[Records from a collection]

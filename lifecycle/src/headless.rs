//! In-memory graph engine used by the terminal host and tests.
//!
//! Each context holds a flat list of nodes and links plus the node types
//! registered on it. The project buffer is pretty-printed JSON.

use std::collections::{BTreeMap, BTreeSet, HashSet};
use std::path::{Path, PathBuf};

use anyhow::{Context, Result, anyhow, bail};
use serde::{Deserialize, Serialize};
use tracing::{debug, warn};

use crate::engine::{ContextId, GraphEngine};

const DOCUMENT_VERSION: u32 = 1;

#[derive(Clone, Debug, Serialize, Deserialize, PartialEq, Eq)]
pub struct GraphNode {
    pub id: u32,
    pub kind: String,
}

#[derive(Clone, Debug, Serialize, Deserialize, PartialEq, Eq)]
pub struct GraphLink {
    pub from: u32,
    pub to: u32,
}

/// Serialized form of one project.
#[derive(Clone, Debug, Serialize, Deserialize, PartialEq, Eq)]
pub struct GraphDocument {
    pub version: u32,
    pub nodes: Vec<GraphNode>,
    pub links: Vec<GraphLink>,
}

impl Default for GraphDocument {
    fn default() -> Self {
        Self {
            version: DOCUMENT_VERSION,
            nodes: Vec::new(),
            links: Vec::new(),
        }
    }
}

impl GraphDocument {
    /// Canonical ordering so equal graphs serialize to equal buffers.
    pub fn sort(&mut self) {
        self.nodes.sort_by_key(|node| node.id);
        self.links
            .sort_by(|a, b| a.from.cmp(&b.from).then_with(|| a.to.cmp(&b.to)));
    }

    /// Structural problems that make the document unusable in a context
    /// with the given registered node types.
    pub fn violations(&self, registered: &BTreeSet<String>) -> Vec<String> {
        let mut errors = Vec::new();
        if self.version != DOCUMENT_VERSION {
            errors.push(format!("unsupported document version {}", self.version));
        }
        let mut ids = HashSet::new();
        for node in &self.nodes {
            if !ids.insert(node.id) {
                errors.push(format!("duplicate node id {}", node.id));
            }
            if !registered.contains(&node.kind) {
                errors.push(format!("node {} has unregistered type '{}'", node.id, node.kind));
            }
        }
        for link in &self.links {
            if !ids.contains(&link.from) || !ids.contains(&link.to) {
                errors.push(format!(
                    "link {} -> {} references a missing node",
                    link.from, link.to
                ));
            }
        }
        errors
    }

    /// `None` once the highest id is `u32::MAX`.
    fn next_node_id(&self) -> Option<u32> {
        match self.nodes.iter().map(|node| node.id).max() {
            Some(highest) => highest.checked_add(1),
            None => Some(0),
        }
    }
}

#[derive(Debug)]
struct ProjectContext {
    asset_root: PathBuf,
    registered: BTreeSet<String>,
    document: GraphDocument,
    dirty: bool,
}

/// Headless [`GraphEngine`] keeping every context in memory.
#[derive(Debug, Default)]
pub struct HeadlessGraph {
    contexts: BTreeMap<ContextId, ProjectContext>,
    active: Option<ContextId>,
    next_context: u64,
}

impl HeadlessGraph {
    pub fn new() -> Self {
        Self::default()
    }

    /// Number of contexts created and not yet destroyed.
    pub fn live_contexts(&self) -> usize {
        self.contexts.len()
    }

    pub fn document(&self) -> Option<&GraphDocument> {
        self.active_ctx().map(|ctx| &ctx.document)
    }

    pub fn registered_types(&self) -> Vec<&str> {
        self.active_ctx()
            .map(|ctx| ctx.registered.iter().map(String::as_str).collect())
            .unwrap_or_default()
    }

    pub fn asset_root(&self) -> Option<&Path> {
        self.active_ctx().map(|ctx| ctx.asset_root.as_path())
    }

    /// Add a node of a registered type to the active context.
    pub fn add_node(&mut self, kind: &str) -> Result<u32> {
        let ctx = self.active_ctx_mut()?;
        if !ctx.registered.contains(kind) {
            bail!("unknown node type '{kind}'");
        }
        let id = ctx
            .document
            .next_node_id()
            .ok_or_else(|| anyhow!("node ids exhausted"))?;
        ctx.document.nodes.push(GraphNode {
            id,
            kind: kind.to_string(),
        });
        ctx.dirty = true;
        Ok(id)
    }

    /// Link two existing nodes in the active context.
    pub fn link(&mut self, from: u32, to: u32) -> Result<()> {
        let ctx = self.active_ctx_mut()?;
        for id in [from, to] {
            if !ctx.document.nodes.iter().any(|node| node.id == id) {
                bail!("no node with id {id}");
            }
        }
        ctx.document.links.push(GraphLink { from, to });
        ctx.document.sort();
        ctx.dirty = true;
        Ok(())
    }

    fn active_ctx(&self) -> Option<&ProjectContext> {
        self.active.and_then(|id| self.contexts.get(&id))
    }

    fn active_ctx_mut(&mut self) -> Result<&mut ProjectContext> {
        let id = self.active.ok_or_else(|| anyhow!("no active context"))?;
        self.contexts
            .get_mut(&id)
            .ok_or_else(|| anyhow!("active context {} was destroyed", id.raw()))
    }
}

impl GraphEngine for HeadlessGraph {
    type NodeType = String;

    fn create_context(&mut self, asset_root: &Path) -> ContextId {
        self.next_context += 1;
        let id = ContextId::new(self.next_context);
        self.contexts.insert(
            id,
            ProjectContext {
                asset_root: asset_root.to_path_buf(),
                registered: BTreeSet::new(),
                document: GraphDocument::default(),
                dirty: false,
            },
        );
        debug!(context = id.raw(), "context created");
        id
    }

    fn destroy_context(&mut self, id: ContextId) {
        if self.contexts.remove(&id).is_none() {
            warn!(context = id.raw(), "destroy of unknown context");
        }
        if self.active == Some(id) {
            self.active = None;
        }
    }

    fn set_active_context(&mut self, id: Option<ContextId>) {
        self.active = id;
    }

    fn active_context(&self) -> Option<ContextId> {
        self.active
    }

    fn is_project_dirty(&self) -> bool {
        self.active_ctx().is_some_and(|ctx| ctx.dirty)
    }

    fn clear_project_dirty_flag(&mut self) {
        if let Ok(ctx) = self.active_ctx_mut() {
            ctx.dirty = false;
        }
    }

    fn serialize_to_buffer(&self) -> Vec<u8> {
        let Some(ctx) = self.active_ctx() else {
            return Vec::new();
        };
        match serde_json::to_vec_pretty(&ctx.document) {
            Ok(mut buf) => {
                buf.push(b'\n');
                buf
            }
            Err(err) => {
                warn!(err = %err, "serialize graph document");
                Vec::new()
            }
        }
    }

    fn deserialize_from_buffer(&mut self, buffer: &[u8]) -> Result<()> {
        let ctx = self.active_ctx_mut()?;
        let mut document: GraphDocument =
            serde_json::from_slice(buffer).context("parse graph document")?;
        let errors = document.violations(&ctx.registered);
        if !errors.is_empty() {
            bail!("invalid graph document:\n- {}", errors.join("\n- "));
        }
        document.sort();
        ctx.document = document;
        // Rebuilding the graph counts as an edit, like any other mutation.
        ctx.dirty = true;
        Ok(())
    }

    fn register_node_type(&mut self, definition: String) {
        match self.active_ctx_mut() {
            Ok(ctx) => {
                ctx.registered.insert(definition);
            }
            Err(err) => warn!(err = %err, node_type = %definition, "register node type"),
        }
    }
}

/// Node types the terminal host registers on every project.
pub fn default_catalog() -> Vec<String> {
    [
        "InputActionFire",
        "OutputAction",
        "Branch",
        "DoN",
        "SetTimer",
        "SingleLineTraceByChannel",
        "PrintString",
        "ImportAnimal",
        "BasicWidgets",
        "TreeDemo",
        "PlotDemo",
    ]
    .into_iter()
    .map(str::to_string)
    .collect()
}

WHAT YOU ARE ASKED TO DO
Repeat each line of the data exactly, missing none.

EXERCISE SOLUTION
filename lifecycle/src/headless.rs
//! In-memory graph engine used by the terminal host and tests.
//!
//! Each context holds a flat list of nodes and links plus the node types
//! registered on it. The project buffer is pretty-printed JSON.

use std::collections::{BTreeMap, BTreeSet, HashSet};
use std::path::{Path, PathBuf};

use anyhow::{Context, Result, anyhow, bail};
use serde::{Deserialize, Serialize};
use tracing::{debug, warn};

use crate::engine::{ContextId, GraphEngine};

const DOCUMENT_VERSION: u32 = 1;

#[derive(Clone, Debug, Serialize, Deserialize, PartialEq, Eq)]
pub struct GraphNode {
    pub id: u32,
    pub kind: String,
}

#[derive(Clone, Debug, Serialize, Deserialize, PartialEq, Eq)]
pub struct GraphLink {
    pub from: u32,
    pub to: u32,
}

/// Serialized form of one project.
#[derive(Clone, Debug, Serialize, Deserialize, PartialEq, Eq)]
pub struct GraphDocument {
    pub version: u32,
    pub nodes: Vec<GraphNode>,
    pub links: Vec<GraphLink>,
}

impl Default for GraphDocument {
    fn default() -> Self {
        Self {
            version: DOCUMENT_VERSION,
            nodes: Vec::new(),
            links: Vec::new(),
        }
    }
}

impl GraphDocument {
    /// Canonical ordering so equal graphs serialize to equal buffers.
    pub fn sort(&mut self) {
        self.nodes.sort_by_key(|node| node.id);
        self.links
            .sort_by(|a, b| a.from.cmp(&b.from).then_with(|| a.to.cmp(&b.to)));
    }

    /// Structural problems that make the document unusable in a context
    /// with the given registered node types.
    pub fn violations(&self, registered: &BTreeSet<String>) -> Vec<String> {
        let mut errors = Vec::new();
        if self.version != DOCUMENT_VERSION {
            errors.push(format!("unsupported document version {}", self.version));
        }
        let mut ids = HashSet::new();
        for node in &self.nodes {
            if !ids.insert(node.id) {
                errors.push(format!("duplicate node id {}", node.id));
            }
            if !registered.contains(&node.kind) {
                errors.push(format!("node {} has unregistered type '{}'", node.id, node.kind));
            }
        }
        for link in &self.links {
            if !ids.contains(&link.from) || !ids.contains(&link.to) {
                errors.push(format!(
                    "link {} -> {} references a missing node",
                    link.from, link.to
                ));
            }
        }
        errors
    }

    /// `None` once the highest id is `u32::MAX`.
    fn next_node_id(&self) -> Option<u32> {
        match self.nodes.iter().map(|node| node.id).max() {
            Some(highest) => highest.checked_add(1),
            None => Some(0),
        }
    }
}

#[derive(Debug)]
struct ProjectContext {
    asset_root: PathBuf,
    registered: BTreeSet<String>,
    document: GraphDocument,
    dirty: bool,
}

/// Headless [`GraphEngine`] keeping every context in memory.
#[derive(Debug, Default)]
pub struct HeadlessGraph {
    contexts: BTreeMap<ContextId, ProjectContext>,
    active: Option<ContextId>,
    next_context: u64,
}

impl HeadlessGraph {
    pub fn new() -> Self {
        Self::default()
    }

    /// Number of contexts created and not yet destroyed.
    pub fn live_contexts(&self) -> usize {
        self.contexts.len()
    }

    pub fn document(&self) -> Option<&GraphDocument> {
        self.active_ctx().map(|ctx| &ctx.document)
    }

    pub fn registered_types(&self) -> Vec<&str> {
        self.active_ctx()
            .map(|ctx| ctx.registered.iter().map(String::as_str).collect())
            .unwrap_or_default()
    }

    pub fn asset_root(&self) -> Option<&Path> {
        self.active_ctx().map(|ctx| ctx.asset_root.as_path())
    }

    /// Add a node of a registered type to the active context.
    pub fn add_node(&mut self, kind: &str) -> Result<u32> {
        let ctx = self.active_ctx_mut()?;
        if !ctx.registered.contains(kind) {
            bail!("unknown node type '{kind}'");
        }
        let id = ctx
            .document
            .next_node_id()
            .ok_or_else(|| anyhow!("node ids exhausted"))?;
        ctx.document.nodes.push(GraphNode {
            id,
            kind: kind.to_string(),
        });
        ctx.dirty = true;
        Ok(id)
    }

    /// Link two existing nodes in the active context.
    pub fn link(&mut self, from: u32, to: u32) -> Result<()> {
        let ctx = self.active_ctx_mut()?;
        for id in [from, to] {
            if !ctx.document.nodes.iter().any(|node| node.id == id) {
                bail!("no node with id {id}");
            }
        }
        ctx.document.links.push(GraphLink { from, to });
        ctx.document.sort();
        ctx.dirty = true;
        Ok(())
    }

    fn active_ctx(&self) -> Option<&ProjectContext> {
        self.active.and_then(|id| self.contexts.get(&id))
    }

    fn active_ctx_mut(&mut self) -> Result<&mut ProjectContext> {
        let id = self.active.ok_or_else(|| anyhow!("no active context"))?;
        self.contexts
            .get_mut(&id)
            .ok_or_else(|| anyhow!("active context {} was destroyed", id.raw()))
    }
}

impl GraphEngine for HeadlessGraph {
    type NodeType = String;

    fn create_context(&mut self, asset_root: &Path) -> ContextId {
        self.next_context += 1;
        let id = ContextId::new(self.next_context);
        self.contexts.insert(
            id,
            ProjectContext {
                asset_root: asset_root.to_path_buf(),
                registered: BTreeSet::new(),
                document: GraphDocument::default(),
                dirty: false,
            },
        );
        debug!(context = id.raw(), "context created");
        id
    }

    fn destroy_context(&mut self, id: ContextId) {
        if self.contexts.remove(&id).is_none() {
            warn!(context = id.raw(), "destroy of unknown context");
        }
        if self.active == Some(id) {
            self.active = None;
        }
    }

    fn set_active_context(&mut self, id: Option<ContextId>) {
        self.active = id;
    }

    fn active_context(&self) -> Option<ContextId> {
        self.active
    }

    fn is_project_dirty(&self) -> bool {
        self.active_ctx().is_some_and(|ctx| ctx.dirty)
    }

    fn clear_project_dirty_flag(&mut self) {
        if let Ok(ctx) = self.active_ctx_mut() {
            ctx.dirty = false;
        }
    }

    fn serialize_to_buffer(&self) -> Vec<u8> {
        let Some(ctx) = self.active_ctx() else {
            return Vec::new();
        };
        match serde_json::to_vec_pretty(&ctx.document) {
            Ok(mut buf) => {
                buf.push(b'\n');
                buf
            }
            Err(err) => {
                warn!(err = %err, "serialize graph document");
                Vec::new()
            }
        }
    }

    fn deserialize_from_buffer(&mut self, buffer: &[u8]) -> Result<()> {
        let ctx = self.active_ctx_mut()?;
        let mut document: GraphDocument =
            serde_json::from_slice(buffer).context("parse graph document")?;
        let errors = document.violations(&ctx.registered);
        if !errors.is_empty() {
            bail!("invalid graph document:\n- {}", errors.join("\n- "));
        }
        document.sort();
        ctx.document = document;
        // Rebuilding the graph counts as an edit, like any other mutation.
        ctx.dirty = true;
        Ok(())
    }

    fn register_node_type(&mut self, definition: String) {
        match self.active_ctx_mut() {
            Ok(ctx) => {
                ctx.registered.insert(definition);
            }
            Err(err) => warn!(err = %err, node_type = %definition, "register node type"),
        }
    }
}

/// Node types the terminal host registers on every project.
pub fn default_catalog() -> Vec<String> {
    [
        "InputActionFire",
        "OutputAction",
        "Branch",
        "DoN",
        "SetTimer",
        "SingleLineTraceByChannel",
        "PrintString",
        "ImportAnimal",
        "BasicWidgets",
        "TreeDemo",
        "PlotDemo",
    ]
    .into_iter()
    .map(str::to_string)
    .collect()
}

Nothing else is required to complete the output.